■ EXCERPTED DATA ■
▼

//! Client Auth Store
//!
//! Persists the bearer token and signed-in user in browser storage:
//! `localStorage` when the user asked to be remembered, `sessionStorage`
//! otherwise.

use leptos::prelude::*;

use crate::models::{StoredAuth, User};
use crate::storage::{BrowserStorage, KeyValueStore, StorageError};

pub const TOKEN_KEY: &str = "adminToken";
pub const USER_KEY: &str = "adminUser";
pub const CHECKER_ID_KEY: &str = "checkerID";

#[derive(thiserror::Error, Debug, Clone, PartialEq, Eq)]
pub enum AuthStoreError {
    #[error(transparent)]
    Storage(#[from] StorageError),
    #[error("failed to encode user: {0}")]
    Encode(String),
    #[error("browser storage is not available")]
    Unavailable,
}

/// Auth state over a persistent and a per-tab backend
pub struct AuthStore<L, S> {
    local: L,
    session: S,
}

impl AuthStore<BrowserStorage, BrowserStorage> {
    /// Store backed by the current window's Web Storage
    pub fn browser() -> Option<Self> {
        Some(Self::new(BrowserStorage::local()?, BrowserStorage::session()?))
    }
}

impl<L: KeyValueStore, S: KeyValueStore> AuthStore<L, S> {
    pub fn new(local: L, session: S) -> Self {
        Self { local, session }
    }

    /// Write token and user as plaintext JSON. The other backend is cleared so
    /// a stale session can't shadow the new one.
    pub fn store_auth(&self, token: &str, user: &User, remember: bool) -> Result<(), AuthStoreError> {
        let user_json = serde_json::to_string(user).map_err(|e| AuthStoreError::Encode(e.to_string()))?;
        if remember {
            clear_keys(&self.session);
            write_auth(&self.local, token, &user_json)?;
        } else {
            clear_keys(&self.local);
            write_auth(&self.session, token, &user_json)?;
        }
        log::info!("stored session for {} (remember={})", user.email, remember);
        Ok(())
    }

    /// Session storage first, then local. Missing or malformed entries read as `None`.
    pub fn get_stored_auth(&self) -> Option<StoredAuth> {
        read_auth(&self.session).or_else(|| read_auth(&self.local))
    }

    pub fn clear_auth(&self) {
        clear_keys(&self.local);
        clear_keys(&self.session);
    }

    /// True iff a stored user has the admin role
    pub fn is_authenticated(&self) -> bool {
        self.get_stored_auth().is_some_and(|auth| auth.user.is_admin())
    }

    pub fn token(&self) -> Option<String> {
        self.get_stored_auth().map(|auth| auth.token)
    }

    pub fn store_checker_id(&self, id: &str) -> Result<(), AuthStoreError> {
        self.local.set(CHECKER_ID_KEY, id)?;
        Ok(())
    }

    pub fn checker_id(&self) -> Option<String> {
        self.local.get(CHECKER_ID_KEY).filter(|id| !id.is_empty())
    }

    pub fn clear_checker_id(&self) {
        self.local.remove(CHECKER_ID_KEY);
    }
}

fn write_auth(store: &impl KeyValueStore, token: &str, user_json: &str) -> Result<(), StorageError> {
    store.set(TOKEN_KEY, token)?;
    store.set(USER_KEY, user_json)
}

fn read_auth(store: &impl KeyValueStore) -> Option<StoredAuth> {
    let token = store.get(TOKEN_KEY).filter(|t| !t.is_empty())?;
    let raw_user = store.get(USER_KEY)?;
    match serde_json::from_str::<User>(&raw_user) {
        Ok(user) => Some(StoredAuth { token, user }),
        Err(e) => {
            log::error!("failed to parse stored user: {}", e);
            None
        }
    }
}

fn clear_keys(store: &impl KeyValueStore) {
    store.remove(TOKEN_KEY);
    store.remove(USER_KEY);
}

// ========================
// Reactive Session
// ========================

/// Reactive view of the stored auth, provided via context
#[derive(Clone, Copy)]
pub struct AuthSession {
    auth: RwSignal<Option<StoredAuth>>,
}

impl AuthSession {
    pub fn new() -> Self {
        let session = Self {
            auth: RwSignal::new(None),
        };
        session.refresh();
        session
    }

    /// Re-read storage; only notifies subscribers on change
    pub fn refresh(&self) {
        let current = AuthStore::browser().and_then(|store| store.get_stored_auth());
        if self.auth.get_untracked() != current {
            self.auth.set(current);
        }
    }

    pub fn current(&self) -> Option<StoredAuth> {
        self.auth.get()
    }

    pub fn user(&self) -> Option<User> {
        self.auth.with(|auth| auth.as_ref().map(|a| a.user.clone()))
    }

    pub fn is_admin(&self) -> bool {
        self.auth.with(|auth| auth.as_ref().is_some_and(|a| a.user.is_admin()))
    }

    pub fn login(&self, token: &str, user: User, remember: bool) -> Result<(), AuthStoreError> {
        let store = AuthStore::browser().ok_or(AuthStoreError::Unavailable)?;
        store.store_auth(token, &user, remember)?;
        self.auth.set(Some(StoredAuth {
            token: token.to_string(),
            user,
        }));
        Ok(())
    }

    pub fn logout(&self) {
        if let Some(store) = AuthStore::browser() {
            store.clear_auth();
        }
        self.auth.set(None);
    }
}

pub fn use_auth_session() -> AuthSession {
    expect_context::<AuthSession>()
}

#[cfg(test)]
mod tests {
    use super::*;
    use crate::storage::MemoryStorage;

    fn user(role: &str) -> User {
        User {
            id: "42".into(),
            email: "ops@shop.test".into(),
            name: "Ops".into(),
            role: role.into(),
        }
    }

    #[test]
    fn test_remembered_auth_lives_in_local_storage() {
        let (local, session) = (MemoryStorage::new(), MemoryStorage::new());
        let store = AuthStore::new(&local, &session);
        store.store_auth("tok", &user("admin"), true).unwrap();

        let auth = store.get_stored_auth().unwrap();
        assert_eq!(auth.token, "tok");
        assert_eq!(auth.user, user("admin"));
        assert_eq!(local.get(TOKEN_KEY).as_deref(), Some("tok"));
        assert_eq!(session.get(TOKEN_KEY), None);
    }

    #[test]
    fn test_session_auth_absent_from_local_storage() {
        let (local, session) = (MemoryStorage::new(), MemoryStorage::new());
        let store = AuthStore::new(&local, &session);
        store.store_auth("tok", &user("admin"), false).unwrap();

        assert_eq!(store.get_stored_auth().unwrap().token, "tok");
        assert_eq!(session.get(TOKEN_KEY).as_deref(), Some("tok"));
        assert_eq!(local.get(TOKEN_KEY), None);
        assert_eq!(local.get(USER_KEY), None);
    }

    #[test]
    fn test_session_storage_wins_over_local() {
        let (local, session) = (MemoryStorage::new(), MemoryStorage::new());
        let store = AuthStore::new(&local, &session);
        write_auth(&local, "old", &serde_json::to_string(&user("admin")).unwrap()).unwrap();
        write_auth(&session, "new", &serde_json::to_string(&user("admin")).unwrap()).unwrap();
        assert_eq!(store.token().as_deref(), Some("new"));
    }

    #[test]
    fn test_malformed_user_reads_as_none() {
        let (local, session) = (MemoryStorage::new(), MemoryStorage::new());
        local.set(TOKEN_KEY, "tok").unwrap();
        local.set(USER_KEY, "{not json").unwrap();
        let store = AuthStore::new(&local, &session);
        assert_eq!(store.get_stored_auth(), None);
        assert!(!store.is_authenticated());
    }

    #[test]
    fn test_numeric_user_id_in_storage_is_read() {
        let (local, session) = (MemoryStorage::new(), MemoryStorage::new());
        local.set(TOKEN_KEY, "tok").unwrap();
        local.set(USER_KEY, r#"{"id":12,"email":"ops@shop.test","name":"Ops","role":"admin"}"#).unwrap();
        let store = AuthStore::new(&local, &session);
        assert_eq!(store.get_stored_auth().map(|auth| auth.user.id).as_deref(), Some("12"));
        assert!(store.is_authenticated());
    }

    #[test]
    fn test_is_authenticated_requires_admin_role() {
        let store = AuthStore::new(MemoryStorage::new(), MemoryStorage::new());
        store.store_auth("tok", &user("Admin"), true).unwrap();
        assert!(store.is_authenticated());

        store.store_auth("tok", &user("vendor"), true).unwrap();
        assert!(!store.is_authenticated());
    }

    #[test]
    fn test_clear_auth_logs_out() {
        let store = AuthStore::new(MemoryStorage::new(), MemoryStorage::new());
        store.store_auth("a", &user("admin"), true).unwrap();
        store.clear_auth();
        assert!(!store.is_authenticated());
        assert_eq!(store.get_stored_auth(), None);
    }

    #[test]
    fn test_checker_id_survives_clear_auth() {
        let store = AuthStore::new(MemoryStorage::new(), MemoryStorage::new());
        assert_eq!(store.checker_id(), None);
        store.store_checker_id("CHK-0007").unwrap();
        store.clear_auth();
        assert_eq!(store.checker_id().as_deref(), Some("CHK-0007"));
        store.clear_checker_id();
        assert_eq!(store.checker_id(), None);
    }
}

▲

■ TASK GOAL ■
Print exactly the lines above from the one with "self.get_stored_auth().map(|auth| auth.token)" to the one with "pub fn checker_id(&self)", including both.

■ RESULT BELOW ■
        self.get_stored_auth().map(|auth| auth.token)
    }

    pub fn store_checker_id(&self, id: &str) -> Result<(), AuthStoreError> {
        self.local.set(CHECKER_ID_KEY, id)?;
        Ok(())
    }

    pub fn checker_id(&self) -> Option<String> {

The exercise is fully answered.